When Medicare Was Defeated (Again and Again)

Anyone interested in the history of health reform may enjoy this essay by Larry DeWitt, public historian at the Social Security Administration. It’s one of the sources for my column in Wednesday’s paper.

In the column, I focused on the origins of Medicare as a incremental measure, after Harry Truman’s plans for universal coverage failed. But among other good details, the essay also includes a 1960s cameo by Ronald Reagan:

The [American Medical Association's] campaign against Medicare also marked the beginning of the political career of another rising force in American politics — Ronald Reagan.
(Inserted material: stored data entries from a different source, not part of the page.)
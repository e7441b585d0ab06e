//! HTTP Handlers

use axum::{
    Json,
    extract::{Query, State, rejection::JsonRejection},
    http::StatusCode,
};
use serde::{Deserialize, Serialize};

use vps_core::{InstanceId, OrderError, OrderId, Plan, ProvisionedInstance, ProvisioningRequest};

use crate::state::AppState;

// ============================================================================
// Response Types
// ============================================================================

#[derive(Serialize)]
pub struct HealthResponse {
    pub status: &'static str,
    pub version: &'static str,
}

#[derive(Debug, Serialize, Deserialize)]
pub struct ErrorResponse {
    pub error: String,
    pub code: String,

    /// Whether re-submitting the same request later can succeed
    pub retryable: bool,
}

#[derive(Debug, Serialize)]
pub struct PlansResponse {
    pub plans: Vec<Plan>,
}

#[derive(Debug, Deserialize)]
pub struct CheckoutQuery {
    pub plan: String,
}

#[derive(Debug, Serialize)]
pub struct CheckoutResponse {
    pub plan_key: String,
    pub plan: Plan,
    pub site_key: Option<String>,
}

#[derive(Debug, Deserialize)]
pub struct CreateTransactionRequest {
    /// Missing key is reported as an invalid plan
    #[serde(alias = "planKey", default)]
    pub plan_key: String,
}

#[derive(Debug, Serialize)]
pub struct CreateTransactionResponse {
    pub success: bool,
    pub order_id: OrderId,
    #[serde(rename = "qrUrl")]
    pub qr_url: String,
    pub amount: u64,
}

#[derive(Debug, Serialize)]
pub struct InstanceView {
    pub id: InstanceId,

    /// IPv4 address, or the pending marker
    pub ip: String,
    pub password: String,
    pub hostname: String,
    pub address_pending: bool,
}

impl From<ProvisionedInstance> for InstanceView {
    fn from(instance: ProvisionedInstance) -> Self {
        Self {
            id: instance.instance_id,
            ip: instance.address.to_string(),
            password: instance.initial_password.into_inner(),
            hostname: instance.hostname.to_string(),
            address_pending: instance.address.is_pending(),
        }
    }
}

#[derive(Debug, Serialize)]
pub struct CheckStatusResponse {
    pub success: bool,
    pub data: InstanceView,
}

type ApiError = (StatusCode, Json<ErrorResponse>);

const fn status_for(error: &OrderError) -> StatusCode {
    match error {
        OrderError::InvalidRequest(_) | OrderError::InvalidPlan(_) | OrderError::InvalidHostname(_) => {
            StatusCode::BAD_REQUEST
        }
        OrderError::CaptchaInvalid => StatusCode::FORBIDDEN,
        OrderError::PaymentPending { .. } => StatusCode::PAYMENT_REQUIRED,
        OrderError::Gateway(_)
        | OrderError::CaptchaUnavailable(_)
        | OrderError::PaymentCheck(_)
        | OrderError::Provisioning(_) => StatusCode::BAD_GATEWAY,
    }
}

fn api_error(error: &OrderError) -> ApiError {
    (
        status_for(error),
        Json(ErrorResponse {
            error: error.user_message(),
            code: error.code().into(),
            retryable: error.is_retryable(),
        }),
    )
}

/// Unreadable JSON bodies get the same error shape as workflow errors
fn body<T>(payload: Result<Json<T>, JsonRejection>) -> Result<T, ApiError> {
    payload
        .map(|Json(value)| value)
        .map_err(|rejection| api_error(&OrderError::InvalidRequest(rejection.body_text())))
}

// ============================================================================
// Handlers
// ============================================================================

/// Health check endpoint
pub async fn health_check() -> Json<HealthResponse> {
    Json(HealthResponse {
        status: "healthy",
        version: env!("CARGO_PKG_VERSION"),
    })
}

/// Plan catalog
pub async fn list_plans(State(state): State<AppState>) -> Json<PlansResponse> {
    Json(PlansResponse {
        plans: state.catalog.plans().to_vec(),
    })
}

/// Data for the checkout view of one plan
pub async fn checkout(
    State(state): State<AppState>,
    Query(query): Query<CheckoutQuery>,
) -> Result<Json<CheckoutResponse>, ApiError> {
    let plan = state.catalog.lookup(&query.plan).map_err(|e| api_error(&e))?;

    Ok(Json(CheckoutResponse {
        plan_key: plan.key.clone(),
        plan: plan.clone(),
        site_key: state.site_key.clone(),
    }))
}

/// Register a gateway transaction and return the QR image to pay with
pub async fn create_transaction(
    State(state): State<AppState>,
    payload: Result<Json<CreateTransactionRequest>, JsonRejection>,
) -> Result<Json<CreateTransactionResponse>, ApiError> {
    let payload = body(payload)?;
    let created = state
        .transactions
        .create_transaction(&payload.plan_key)
        .await
        .map_err(|e| api_error(&e))?;

    Ok(Json(CreateTransactionResponse {
        success: true,
        qr_url: created.artifact.url().to_string(),
        order_id: created.order.order_id,
        amount: created.order.amount,
    }))
}

/// Confirm presence and payment, then provision. Blocks for up to the
/// address poll bound.
pub async fn check_status(
    State(state): State<AppState>,
    payload: Result<Json<ProvisioningRequest>, JsonRejection>,
) -> Result<Json<CheckStatusResponse>, ApiError> {
    let payload = body(payload)?;
    let instance = state
        .orchestrator
        .confirm(&payload)
        .await
        .map_err(|e| api_error(&e))?;

    Ok(Json(CheckStatusResponse {
        success: true,
        data: instance.into(),
    }))
}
Most conventional histories of Reagan’s political career date his emergence as a political figure from his nominating speech on behalf of Barry Goldwater at the 1964 Republican Convention. But in 1963 Reagan was the AMA’s spokesman for their campaign against Medicare. The AMA, in what was called Operation Coffee Cup, organized thousands of small meetings in homes all across the land, hosted by the wives of AMA physicians. At these informal “coffees” the women would organize local efforts against the pending Medicare legislation. This would include letter-writing campaigns to members of Congress, petition drives, networking with other civic groups, and the like. The central event of each meeting was the playing of a recording made of Reagan presenting a short, dramatic, speech against the evils of Medicare. Reagan played the socialized medicine theme to the hilt, suggesting that the idea of government sponsored medical insurance was little short of the entering wedge of socialist domination of America. His concluding appeal is typical of his sales pitch:

“… behind it will come other Federal programs that will invade every area of freedom as we have known it in this country. Until one day, as Norman Thomas said, we will awake to find that we have socialism. And if you don’t do this and if I don’t do it, one of these days you and I are going to spend our sunset years telling our children and our children’s children what it once was like in America when men were free.”